►

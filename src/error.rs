//! # Errors and Invariant Checks
//!
//! Kernel operations fail in exactly two ways: a recoverable rejection
//! returned to the caller ([`KernelError`]), or a broken kernel invariant
//! ([`InvariantViolation`]). The latter is only detected when the
//! `assertions` feature is enabled and is then reported through
//! [`Port::assertion_failed`](crate::port::Port::assertion_failed).

use core::fmt;

/// Recoverable failures returned by kernel calls.
#[derive(Debug, Clone, Copy, PartialEq, Eq)]
pub enum KernelError {
    /// No stack buffer was supplied (or it was empty).
    MissingStackBuffer,
    /// No task control block buffer was supplied.
    MissingTaskBuffer,
    /// The stack buffer has no room for the port's initial frame.
    StackTooSmall,
    /// Every slot of the task table is in use.
    TaskTableFull,
}

impl KernelError {
    /// Whether the task creation was rejected because a required static
    /// buffer was missing or unusable.
    pub fn is_creation_rejected(self) -> bool {
        matches!(
            self,
            Self::MissingStackBuffer | Self::MissingTaskBuffer | Self::StackTooSmall
        )
    }
}

impl fmt::Display for KernelError {
    fn fmt(&self, f: &mut fmt::Formatter<'_>) -> fmt::Result {
        match self {
            Self::MissingStackBuffer => f.write_str("task creation rejected: no stack buffer"),
            Self::MissingTaskBuffer => f.write_str("task creation rejected: no TCB buffer"),
            Self::StackTooSmall => {
                f.write_str("task creation rejected: stack too small for the initial frame")
            }
            Self::TaskTableFull => f.write_str("task table is full"),
        }
    }
}

/// A broken kernel invariant. Production builds don't check for these.
#[derive(Debug, Clone, Copy, PartialEq, Eq)]
pub enum InvariantViolation {
    /// `exit_critical` was called with a nesting depth of zero.
    CriticalNestingUnderflow,
    /// The outermost task-level critical section was entered from an
    /// interrupt handler.
    CriticalEnteredFromInterrupt,
    /// A list node was removed while not linked into any list.
    DetachedNodeRemoved,
    /// The tick counter wrapped while tasks were still waiting in the
    /// active delay list.
    ActiveDelayListNotEmptyOnWrap,
    /// A context switch was requested with every ready list empty.
    NoReadyTask,
}

impl fmt::Display for InvariantViolation {
    fn fmt(&self, f: &mut fmt::Formatter<'_>) -> fmt::Result {
        let msg = match self {
            Self::CriticalNestingUnderflow => "critical section exited more often than entered",
            Self::CriticalEnteredFromInterrupt => "task-level critical section entered from an ISR",
            Self::DetachedNodeRemoved => "removed a list node that is not in a list",
            Self::ActiveDelayListNotEmptyOnWrap => "tick wrapped with tasks left in the delay list",
            Self::NoReadyTask => "no ready task to switch to",
        };
        f.write_str(msg)
    }
}

/// Check a kernel invariant. Compiled out unless the `assertions` feature
/// is enabled, in which case a failed check is handed to the port's
/// assertion hook.
macro_rules! kernel_assert {
    ($port:ty, $cond:expr, $violation:expr) => {
        if cfg!(feature = "assertions") && !($cond) {
            <$port as $crate::port::Port>::assertion_failed($violation);
        }
    };
}

pub(crate) use kernel_assert;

◄

* [Aim of the task] Copy the listing word for word, leaving nothing out.

* [Completed task]
filename src/error.rs
//! # Errors and Invariant Checks
//!
//! Kernel operations fail in exactly two ways: a recoverable rejection
//! returned to the caller ([`KernelError`]), or a broken kernel invariant
//! ([`InvariantViolation`]). The latter is only detected when the
//! `assertions` feature is enabled and is then reported through
//! [`Port::assertion_failed`](crate::port::Port::assertion_failed).

use core::fmt;

/// Recoverable failures returned by kernel calls.
#[derive(Debug, Clone, Copy, PartialEq, Eq)]
pub enum KernelError {
    /// No stack buffer was supplied (or it was empty).
    MissingStackBuffer,
    /// No task control block buffer was supplied.
    MissingTaskBuffer,
    /// The stack buffer has no room for the port's initial frame.
    StackTooSmall,
    /// Every slot of the task table is in use.
    TaskTableFull,
}

impl KernelError {
    /// Whether the task creation was rejected because a required static
    /// buffer was missing or unusable.
    pub fn is_creation_rejected(self) -> bool {
        matches!(
            self,
            Self::MissingStackBuffer | Self::MissingTaskBuffer | Self::StackTooSmall
        )
    }
}

impl fmt::Display for KernelError {
    fn fmt(&self, f: &mut fmt::Formatter<'_>) -> fmt::Result {
        match self {
            Self::MissingStackBuffer => f.write_str("task creation rejected: no stack buffer"),
            Self::MissingTaskBuffer => f.write_str("task creation rejected: no TCB buffer"),
            Self::StackTooSmall => {
                f.write_str("task creation rejected: stack too small for the initial frame")
            }
            Self::TaskTableFull => f.write_str("task table is full"),
        }
    }
}

/// A broken kernel invariant. Production builds don't check for these.
#[derive(Debug, Clone, Copy, PartialEq, Eq)]
pub enum InvariantViolation {
    /// `exit_critical` was called with a nesting depth of zero.
    CriticalNestingUnderflow,
    /// The outermost task-level critical section was entered from an
    /// interrupt handler.
    CriticalEnteredFromInterrupt,
    /// A list node was removed while not linked into any list.
    DetachedNodeRemoved,
    /// The tick counter wrapped while tasks were still waiting in the
    /// active delay list.
    ActiveDelayListNotEmptyOnWrap,
    /// A context switch was requested with every ready list empty.
    NoReadyTask,
}

impl fmt::Display for InvariantViolation {
    fn fmt(&self, f: &mut fmt::Formatter<'_>) -> fmt::Result {
        let msg = match self {
            Self::CriticalNestingUnderflow => "critical section exited more often than entered",
            Self::CriticalEnteredFromInterrupt => "task-level critical section entered from an ISR",
            Self::DetachedNodeRemoved => "removed a list node that is not in a list",
            Self::ActiveDelayListNotEmptyOnWrap => "tick wrapped with tasks left in the delay list",
            Self::NoReadyTask => "no ready task to switch to",
        };
        f.write_str(msg)
    }
}

/// Check a kernel invariant. Compiled out unless the `assertions` feature
/// is enabled, in which case a failed check is handed to the port's
/// assertion hook.
macro_rules! kernel_assert {
    ($port:ty, $cond:expr, $violation:expr) => {
        if cfg!(feature = "assertions") && !($cond) {
            <$port as $crate::port::Port>::assertion_failed($violation);
        }
    };
}

pub(crate) use kernel_assert;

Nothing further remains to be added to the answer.